THE OTHER CHITTENDEN TESTS

Professor Chittenden then began experiments with a group of university professors and instructors, with a group of thirteen enlisted men of the army, and a group of eight college athletes in training. All three of these groups of men were subjected to careful laboratory observations for continuous periods of many months, during which the proteid ration was reduced from one-half to one-third what had been customary. The professors and athletes followed their customary vocations during the period of observations, while to the ordinary drills of the soldiers were added severe gymnasium work under the supervision of Dr. Anderson.
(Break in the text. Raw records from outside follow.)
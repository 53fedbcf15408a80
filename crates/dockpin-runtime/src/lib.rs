//! Process backends for dockpin.
//!
//! This crate is the boundary to external tools: the `PackageBackend` trait
//! abstracts resolving package URIs inside a throwaway container, reading a
//! package's declared dependencies, and applying a package file. The `docker`
//! backend shells out to `docker run` and `dpkg`; the `mock` backend records
//! calls and serves canned answers for tests.

pub mod backend;
pub mod docker;
pub mod dpkg;
pub mod mock;
pub mod prereq;

pub use backend::{select_backend, PackageBackend};
pub use docker::DockerAptBackend;
pub use dpkg::parse_depends;
pub use mock::{MockBackend, MockCall};
pub use prereq::{check_install_prereqs, check_pin_prereqs, format_missing, MissingPrereq};

use thiserror::Error;

#[derive(Debug, Error)]
pub enum RuntimeError {
    #[error("backend '{0}' is not available on this system")]
    BackendUnavailable(String),
    #[error("failed to run {program}: {source}")]
    Spawn {
        program: String,
        source: std::io::Error,
    },
    #[error("{program} exited with {status}")]
    ExitStatus { program: String, status: String },
    #[error("runtime execution failed: {0}")]
    ExecFailed(String),
}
Results were as follows: The subjects usually lost some weight, especially such as were fat. But it was found that having got down to a new standard, they held this steadily. They all maintained muscular and nervous vigor. Careful tests determined that the soldiers and athletes positively gained in muscular strength. All kept in good health; and many got rid of illnesses with which they had been suffering in the beginning. Appetite was thoroughly satisfied; and quite a number of the subjects permanently adopted the new method of living. Nine of the soldiers went in a body to a new station, and from thence they afterwards wrote, through one of their number, to Professor Chittenden, saying: “The men are in first-class condition as regards their physical condition, and all of them feeling well. We eat little meat now as a rule and would willingly go on another test.”

At the beginning of the experiments these soldiers were subsisting on a daily ration which allows one and one-quarter pounds of meat per day apiece; and toward the end of the experiments they were subsisting and increasing their strength on a daily ration of meat equivalent to about one small chop or less!

These experiments constituted the first series made by Professor Chittenden. He later carried through a series with dogs: prior experiments having supported the view that the dog, a typical high proteid-consuming animal, declined or died when forced to subsist on quantities of proteid less than the amount ordinarily consumed. Professor Chittenden, however, challenged here the methods, as well as the results, of previous investigators. In previous experiments with dogs the animals had been invariably handicapped by being confined in dark and dismal quarters, too cramped to permit of exercise, and at times unsanitary in condition. He reversed these conditions—and reversed the results. His dogs lived and thrived on a diet far less rich in proteid than former investigators deemed necessary.

PROFESSOR CHITTENDEN’S CONCLUSIONS

Summing up the conclusions reached by him after arduous years of experiment and study, Professor Chittenden declares that 60 grams of proteid (about the quantity which a single small chop would supply) are all that are required by the average man of 150 pounds body weight. This is one-half the Voit standard, and far below the common practices of the majority of mankind in Europe and America.

“But there should be no practical use of the terms ‘standard diets’ and ‘normal diets’ by people in general,” says Professor Chittenden. “What is needed to-day is not so much an acceptance of the view that man needs so many grams of proteid per kilogram of body weight, as a full appreciation of the general principle that the requirements of the body for proteid food are far less than the common customs of mankind, and that there are both economy and gain in following this principle in practice.”

HOW TO INCREASE ENDURANCE

The most broadly interesting of these Yale food experiments are those having to do with the question of endurance. The vast majority of people are not ambitious to excel as athletes; they find better and more enjoyable forms of work in life than putting up big dumb-bells, or breaking records on the athletic field. Of course, everybody wants to be strong, and to have well-trained and active muscles; but on the whole, what the majority of people need is physical and mental stick-to-itiveness—the ability to work without deterioration, without running down like worn-out machinery. Professional men, day laborers, students and athletes, all need this invaluable quality of endurance—this quality that is the true capital in the bank of life to be at their command day in and day out, with a reserve ready to be drawn upon whenever an emergency arises. And it is precisely here that the new art of health bestows its benefits upon those who follow it.